[[ DATA FOR THIS EXERCISE open ]]

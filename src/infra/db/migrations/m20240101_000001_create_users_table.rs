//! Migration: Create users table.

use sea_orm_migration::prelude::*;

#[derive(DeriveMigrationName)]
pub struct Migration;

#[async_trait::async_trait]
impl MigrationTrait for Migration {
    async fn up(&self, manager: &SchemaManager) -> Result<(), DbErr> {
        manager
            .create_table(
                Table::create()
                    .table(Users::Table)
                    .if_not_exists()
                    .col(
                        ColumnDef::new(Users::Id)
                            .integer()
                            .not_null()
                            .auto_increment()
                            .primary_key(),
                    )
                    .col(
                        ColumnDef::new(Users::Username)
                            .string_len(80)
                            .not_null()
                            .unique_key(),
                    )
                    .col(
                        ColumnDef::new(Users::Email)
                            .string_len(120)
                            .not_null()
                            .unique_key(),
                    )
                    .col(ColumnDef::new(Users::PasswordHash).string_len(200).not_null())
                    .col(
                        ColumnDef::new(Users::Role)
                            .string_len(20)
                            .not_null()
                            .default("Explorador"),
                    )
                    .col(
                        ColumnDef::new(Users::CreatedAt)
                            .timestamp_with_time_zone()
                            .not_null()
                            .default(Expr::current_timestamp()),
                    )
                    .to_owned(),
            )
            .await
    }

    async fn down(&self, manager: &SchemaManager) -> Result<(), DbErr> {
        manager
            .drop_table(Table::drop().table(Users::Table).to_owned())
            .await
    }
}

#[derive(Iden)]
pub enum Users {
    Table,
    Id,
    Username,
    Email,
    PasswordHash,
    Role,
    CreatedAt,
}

[[ DATA FOR THIS EXERCISE closed ]]

Exact copies of all the entries above should be returned.

filename src/infra/db/migrations/m20240101_000001_create_users_table.rs
//! Migration: Create users table.

use sea_orm_migration::prelude::*;

#[derive(DeriveMigrationName)]
pub struct Migration;

#[async_trait::async_trait]
impl MigrationTrait for Migration {
    async fn up(&self, manager: &SchemaManager) -> Result<(), DbErr> {
        manager
            .create_table(
                Table::create()
                    .table(Users::Table)
                    .if_not_exists()
                    .col(
                        ColumnDef::new(Users::Id)
                            .integer()
                            .not_null()
                            .auto_increment()
                            .primary_key(),
                    )
                    .col(
                        ColumnDef::new(Users::Username)
                            .string_len(80)
                            .not_null()
                            .unique_key(),
                    )
                    .col(
                        ColumnDef::new(Users::Email)
                            .string_len(120)
                            .not_null()
                            .unique_key(),
                    )
                    .col(ColumnDef::new(Users::PasswordHash).string_len(200).not_null())
                    .col(
                        ColumnDef::new(Users::Role)
                            .string_len(20)
                            .not_null()
                            .default("Explorador"),
                    )
                    .col(
                        ColumnDef::new(Users::CreatedAt)
                            .timestamp_with_time_zone()
                            .not_null()
                            .default(Expr::current_timestamp()),
                    )
                    .to_owned(),
            )
            .await
    }

    async fn down(&self, manager: &SchemaManager) -> Result<(), DbErr> {
        manager
            .drop_table(Table::drop().table(Users::Table).to_owned())
            .await
    }
}

#[derive(Iden)]
pub enum Users {
    Table,
    Id,
    Username,
    Email,
    PasswordHash,
    Role,
    CreatedAt,
}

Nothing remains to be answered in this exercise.